-- Listed records follows --

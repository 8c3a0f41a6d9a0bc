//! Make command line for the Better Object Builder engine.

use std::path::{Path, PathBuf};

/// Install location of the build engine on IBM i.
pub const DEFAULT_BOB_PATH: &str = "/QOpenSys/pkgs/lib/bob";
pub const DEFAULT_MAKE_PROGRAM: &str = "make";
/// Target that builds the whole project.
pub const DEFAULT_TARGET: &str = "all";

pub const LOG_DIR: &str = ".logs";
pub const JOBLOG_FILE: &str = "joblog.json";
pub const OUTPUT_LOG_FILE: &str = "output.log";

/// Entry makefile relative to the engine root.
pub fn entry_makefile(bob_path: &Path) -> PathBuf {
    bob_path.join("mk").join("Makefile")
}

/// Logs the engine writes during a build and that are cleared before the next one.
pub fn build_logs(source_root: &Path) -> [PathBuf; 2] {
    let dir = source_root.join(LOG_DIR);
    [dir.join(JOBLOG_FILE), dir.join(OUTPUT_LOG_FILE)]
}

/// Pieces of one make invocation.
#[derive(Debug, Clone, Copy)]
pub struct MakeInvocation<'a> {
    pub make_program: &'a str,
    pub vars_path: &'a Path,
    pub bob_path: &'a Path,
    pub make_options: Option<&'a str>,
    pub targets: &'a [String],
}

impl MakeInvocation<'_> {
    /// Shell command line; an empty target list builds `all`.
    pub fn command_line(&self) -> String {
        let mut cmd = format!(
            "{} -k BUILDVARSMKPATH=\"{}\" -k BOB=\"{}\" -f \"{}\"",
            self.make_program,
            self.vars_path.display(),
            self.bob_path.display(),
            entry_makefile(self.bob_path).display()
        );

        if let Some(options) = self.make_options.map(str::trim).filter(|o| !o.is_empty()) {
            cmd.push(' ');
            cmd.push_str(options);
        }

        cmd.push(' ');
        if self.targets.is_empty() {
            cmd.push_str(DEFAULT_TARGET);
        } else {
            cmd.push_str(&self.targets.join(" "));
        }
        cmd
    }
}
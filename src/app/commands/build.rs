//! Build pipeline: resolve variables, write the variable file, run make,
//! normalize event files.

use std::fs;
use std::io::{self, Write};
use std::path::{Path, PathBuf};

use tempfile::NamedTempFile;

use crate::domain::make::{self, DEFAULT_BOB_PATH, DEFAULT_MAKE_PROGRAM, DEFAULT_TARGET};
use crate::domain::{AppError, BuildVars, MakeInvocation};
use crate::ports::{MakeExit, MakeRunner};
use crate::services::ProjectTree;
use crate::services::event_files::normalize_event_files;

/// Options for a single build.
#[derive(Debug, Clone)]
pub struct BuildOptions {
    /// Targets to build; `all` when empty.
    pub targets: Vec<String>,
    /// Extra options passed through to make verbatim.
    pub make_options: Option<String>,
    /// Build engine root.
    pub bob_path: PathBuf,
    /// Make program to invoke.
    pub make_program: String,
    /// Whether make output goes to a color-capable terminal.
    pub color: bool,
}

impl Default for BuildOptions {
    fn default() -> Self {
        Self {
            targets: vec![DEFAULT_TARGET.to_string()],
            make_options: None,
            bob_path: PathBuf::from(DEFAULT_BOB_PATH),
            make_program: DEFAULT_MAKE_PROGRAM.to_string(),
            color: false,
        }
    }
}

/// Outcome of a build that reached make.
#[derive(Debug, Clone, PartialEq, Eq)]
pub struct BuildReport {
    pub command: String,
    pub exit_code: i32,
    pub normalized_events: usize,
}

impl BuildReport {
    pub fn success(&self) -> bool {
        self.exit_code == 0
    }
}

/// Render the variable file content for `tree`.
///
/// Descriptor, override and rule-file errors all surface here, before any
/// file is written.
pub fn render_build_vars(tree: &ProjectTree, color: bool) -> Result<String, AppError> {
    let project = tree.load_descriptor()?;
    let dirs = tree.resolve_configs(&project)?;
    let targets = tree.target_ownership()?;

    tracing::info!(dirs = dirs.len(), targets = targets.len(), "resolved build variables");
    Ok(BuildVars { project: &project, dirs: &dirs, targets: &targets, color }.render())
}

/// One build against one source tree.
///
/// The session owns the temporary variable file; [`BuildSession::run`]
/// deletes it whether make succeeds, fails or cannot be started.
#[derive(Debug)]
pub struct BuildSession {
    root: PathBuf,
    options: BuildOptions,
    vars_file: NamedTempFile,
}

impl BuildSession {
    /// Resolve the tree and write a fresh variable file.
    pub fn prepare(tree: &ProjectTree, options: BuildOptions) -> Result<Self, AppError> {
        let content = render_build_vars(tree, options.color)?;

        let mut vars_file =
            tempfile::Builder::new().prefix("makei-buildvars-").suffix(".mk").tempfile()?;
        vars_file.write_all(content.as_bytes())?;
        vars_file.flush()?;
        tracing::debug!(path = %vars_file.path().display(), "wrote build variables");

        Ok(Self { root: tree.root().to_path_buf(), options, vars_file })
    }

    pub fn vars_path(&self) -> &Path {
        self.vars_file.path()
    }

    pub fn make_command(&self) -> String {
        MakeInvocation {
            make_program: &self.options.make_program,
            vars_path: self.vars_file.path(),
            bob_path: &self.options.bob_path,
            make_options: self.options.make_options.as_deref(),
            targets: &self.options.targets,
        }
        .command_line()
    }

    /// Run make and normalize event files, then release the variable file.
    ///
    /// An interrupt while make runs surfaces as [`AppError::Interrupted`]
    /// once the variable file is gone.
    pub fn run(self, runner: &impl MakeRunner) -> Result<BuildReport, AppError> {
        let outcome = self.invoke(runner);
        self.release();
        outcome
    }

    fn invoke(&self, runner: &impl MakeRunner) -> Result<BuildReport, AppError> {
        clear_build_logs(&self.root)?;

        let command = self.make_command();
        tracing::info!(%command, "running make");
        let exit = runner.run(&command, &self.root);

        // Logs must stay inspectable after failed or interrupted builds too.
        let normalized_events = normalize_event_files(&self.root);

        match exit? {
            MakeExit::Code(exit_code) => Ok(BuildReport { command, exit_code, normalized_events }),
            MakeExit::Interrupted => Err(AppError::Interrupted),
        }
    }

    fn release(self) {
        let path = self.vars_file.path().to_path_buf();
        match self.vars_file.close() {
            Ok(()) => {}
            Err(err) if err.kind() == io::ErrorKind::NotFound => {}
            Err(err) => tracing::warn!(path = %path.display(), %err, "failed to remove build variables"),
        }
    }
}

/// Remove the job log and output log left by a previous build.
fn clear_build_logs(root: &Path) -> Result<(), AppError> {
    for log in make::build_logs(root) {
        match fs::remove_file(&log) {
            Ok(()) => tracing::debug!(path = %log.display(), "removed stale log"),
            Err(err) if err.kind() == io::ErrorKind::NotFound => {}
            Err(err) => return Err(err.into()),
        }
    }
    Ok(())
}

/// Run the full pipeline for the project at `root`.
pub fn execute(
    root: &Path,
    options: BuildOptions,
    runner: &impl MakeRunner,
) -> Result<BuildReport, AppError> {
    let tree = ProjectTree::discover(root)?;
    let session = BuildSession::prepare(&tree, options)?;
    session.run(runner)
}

-- Listed records concluded --

Directions:
Starting with the first line of the data above, copy each line exactly until you reach the line with "pub make_program: &'a"; include that line as well.

Solved exercise:
repository 8c3a0f41a6d9a0bc
//! Make command line for the Better Object Builder engine.

use std::path::{Path, PathBuf};

/// Install location of the build engine on IBM i.
pub const DEFAULT_BOB_PATH: &str = "/QOpenSys/pkgs/lib/bob";
pub const DEFAULT_MAKE_PROGRAM: &str = "make";
/// Target that builds the whole project.
pub const DEFAULT_TARGET: &str = "all";

pub const LOG_DIR: &str = ".logs";
pub const JOBLOG_FILE: &str = "joblog.json";
pub const OUTPUT_LOG_FILE: &str = "output.log";

/// Entry makefile relative to the engine root.
pub fn entry_makefile(bob_path: &Path) -> PathBuf {
    bob_path.join("mk").join("Makefile")
}

/// Logs the engine writes during a build and that are cleared before the next one.
pub fn build_logs(source_root: &Path) -> [PathBuf; 2] {
    let dir = source_root.join(LOG_DIR);
    [dir.join(JOBLOG_FILE), dir.join(OUTPUT_LOG_FILE)]
}

/// Pieces of one make invocation.
#[derive(Debug, Clone, Copy)]
pub struct MakeInvocation<'a> {
    pub make_program: &'a str,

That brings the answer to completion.